José Carlos Ferreira Filho (born 24 April 1983), known as Zé Carlos, is a retired Brazilian professional footballer who played as a striker.

Club career
Born in Maceió, Alagoas, Zé Carlos started out at local Sport Club Corinthians Alagoano, who loaned him several times for the duration of his contract, including to clubs in Portugal and South Korea. He made his Série A debuts after being released, appearing rarely for Associação Atlética Ponte Preta during the 2005 season as it narrowly avoided relegation.

In 2006, Zé Carlos returned to the K League and joined Jeonbuk Hyundai Motors FC, winning that year's AFC Champions League after scoring the decisive goal in a 1–2 away loss against Al-Karamah SC in the final's second leg (3–2 aggregate win).
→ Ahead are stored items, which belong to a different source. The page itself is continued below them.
//! Target schema vocabulary.
//!
//! This module contains the records the walker produces and the serializer
//! renders: value kinds, schema entries, nested element specifications and
//! default values.

use std::collections::HashMap;
use std::fmt;
use std::sync::Arc;

/// Field name to schema entry mapping for one struct level.
///
/// The mapping has no iteration order of its own; renderers sort keys.
pub type SchemaMap = HashMap<String, Schema>;

/// Builds a [`SchemaMap`] from `"key" => Schema` pairs.
///
/// This is the form the schema serializer emits.
///
/// ```
/// use schemagen_schema::{Schema, ValueKind, schema_map};
///
/// let map = schema_map! {
///     "name" => Schema::of_kind(ValueKind::String),
/// };
/// assert_eq!(map.len(), 1);
/// ```
#[macro_export]
macro_rules! schema_map {
    () => {
        $crate::SchemaMap::new()
    };
    ($($key:literal => $value:expr),+ $(,)?) => {{
        let mut map = $crate::SchemaMap::new();
        $(
            map.insert(::std::string::String::from($key), $value);
        )+
        map
    }};
}

/// Schema value kinds.
#[derive(Debug, Clone, Copy, PartialEq, Eq, Hash)]
pub enum ValueKind {
    /// Boolean.
    Bool,
    /// Integer.
    Int,
    /// Floating point.
    Float,
    /// String.
    String,
    /// Ordered collection, or a nested block.
    List,
    /// Keyed collection of scalars.
    Map,
    /// Unordered collection of unique elements.
    Set,
}

impl ValueKind {
    /// Returns the variant name used in generated code.
    #[must_use]
    pub const fn name(&self) -> &'static str {
        match self {
            Self::Bool => "Bool",
            Self::Int => "Int",
            Self::Float => "Float",
            Self::String => "String",
            Self::List => "List",
            Self::Map => "Map",
            Self::Set => "Set",
        }
    }

    /// Returns true for the collection kinds that can carry an element.
    #[must_use]
    pub const fn is_collection(&self) -> bool {
        matches!(self, Self::List | Self::Set)
    }
}

impl fmt::Display for ValueKind {
    fn fmt(&self, f: &mut fmt::Formatter<'_>) -> fmt::Result {
        f.write_str(self.name())
    }
}

/// Attribute value used for defaults.
#[derive(Debug, Clone, PartialEq)]
pub enum AttrValue {
    /// Boolean value.
    Bool(bool),
    /// Integer value.
    Int(i64),
    /// Floating point value.
    Float(f64),
    /// String value.
    String(String),
    /// List of values.
    List(Vec<AttrValue>),
}

impl AttrValue {
    /// Returns the variant name used in generated code.
    #[must_use]
    pub const fn variant(&self) -> &'static str {
        match self {
            Self::Bool(_) => "Bool",
            Self::Int(_) => "Int",
            Self::Float(_) => "Float",
            Self::String(_) => "String",
            Self::List(_) => "List",
        }
    }
}

impl From<bool> for AttrValue {
    fn from(value: bool) -> Self {
        Self::Bool(value)
    }
}

impl From<i64> for AttrValue {
    fn from(value: i64) -> Self {
        Self::Int(value)
    }
}

impl From<i32> for AttrValue {
    fn from(value: i32) -> Self {
        Self::Int(i64::from(value))
    }
}

impl From<f64> for AttrValue {
    fn from(value: f64) -> Self {
        Self::Float(value)
    }
}

impl From<&str> for AttrValue {
    fn from(value: &str) -> Self {
        Self::String(value.to_string())
    }
}

impl From<String> for AttrValue {
    fn from(value: String) -> Self {
        Self::String(value)
    }
}

type ValidateFn = dyn Fn(&AttrValue) -> Result<(), String> + Send + Sync;

/// Function-valued validation attribute.
///
/// Validators exist only at runtime; the serializer never renders them.
#[derive(Clone)]
pub struct Validator(Arc<ValidateFn>);

impl Validator {
    /// Wraps a validation function.
    pub fn new<F>(f: F) -> Self
    where
        F: Fn(&AttrValue) -> Result<(), String> + Send + Sync + 'static,
    {
        Self(Arc::new(f))
    }

    /// Runs the validator against a value.
    ///
    /// # Errors
    /// Returns the validator's message if the value is rejected.
    pub fn check(&self, value: &AttrValue) -> Result<(), String> {
        (self.0)(value)
    }
}

impl fmt::Debug for Validator {
    fn fmt(&self, f: &mut fmt::Formatter<'_>) -> fmt::Result {
        f.write_str("Validator(..)")
    }
}

impl PartialEq for Validator {
    fn eq(&self, other: &Self) -> bool {
        Arc::ptr_eq(&self.0, &other.0)
    }
}

/// Nested resource: a schema mapping one level down.
#[derive(Debug, Clone, Default, PartialEq)]
pub struct Resource {
    /// Nested field mapping.
    pub schema: SchemaMap,
}

impl Resource {
    /// Creates a resource from a nested mapping.
    #[must_use]
    pub fn new(schema: SchemaMap) -> Self {
        Self { schema }
    }
}

/// Element specification of a collection or nested block.
#[derive(Debug, Clone, PartialEq)]
pub enum Elem {
    /// Homogeneous collection of scalars.
    Schema(Box<Schema>),
    /// Collection or singleton of nested records.
    Resource(Resource),
}

/// Declarative description of one field.
///
/// Attributes left at their default value are not rendered.
#[derive(Debug, Clone, Default, PartialEq)]
pub struct Schema {
    /// Value kind; `None` until classified or set by a filter.
    pub kind: Option<ValueKind>,
    /// Field may be omitted.
    pub optional: bool,
    /// Field must be set.
    pub required: bool,
    /// Default value.
    pub default: Option<AttrValue>,
    /// Human readable description.
    pub description: String,
    /// Default offered when prompting for input.
    pub input_default: String,
    /// Value is computed by the provider.
    pub computed: bool,
    /// Changing the value forces a new resource.
    pub force_new: bool,
    /// Element specification for collections and nested blocks.
    pub elem: Option<Elem>,
    /// Maximum number of elements (0 = unbounded).
    pub max_items: usize,
    /// Minimum number of elements.
    pub min_items: usize,
    /// Keys that cannot be set together with this one.
    pub conflicts_with: Vec<String>,
    /// Deprecation message.
    pub deprecated: String,
    /// Removal message.
    pub removed: String,
    /// Value is hidden from output.
    pub sensitive: bool,
    /// Runtime validation function.
    pub validate: Option<Validator>,
}

impl Schema {
    /// Creates an entry with only a value kind set.
    #[must_use]
    pub fn of_kind(kind: ValueKind) -> Self {
        Self {
            kind: Some(kind),
            ..Self::default()
        }
    }

    /// Marks the entry as required.
    #[must_use]
    pub fn required(mut self) -> Self {
        self.required = true;
        self
    }

    /// Marks the entry as optional.
    #[must_use]
    pub fn optional(mut self) -> Self {
        self.optional = true;
        self
    }

    /// Sets the description.
    #[must_use]
    pub fn description(mut self, description: impl Into<String>) -> Self {
        self.description = description.into();
        self
    }

    /// Sets the default value.
    #[must_use]
    pub fn default_value(mut self, value: impl Into<AttrValue>) -> Self {
        self.default = Some(value.into());
        self
    }

    /// Returns the nested resource, if this entry has one.
    #[must_use]
    pub fn resource(&self) -> Option<&Resource> {
        match &self.elem {
            Some(Elem::Resource(resource)) => Some(resource),
            _ => None,
        }
    }
}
He subsequently returned to Corinthians, who again successively loaned him; during one of these spells, with Cruzeiro Esporte Clube, he received the fastest red card in the history of the Brazilian top flight, being sent off after just twelve seconds for elbowing Clube Atlético Mineiro's Renan Teixeira during a 12 July 2009 clash.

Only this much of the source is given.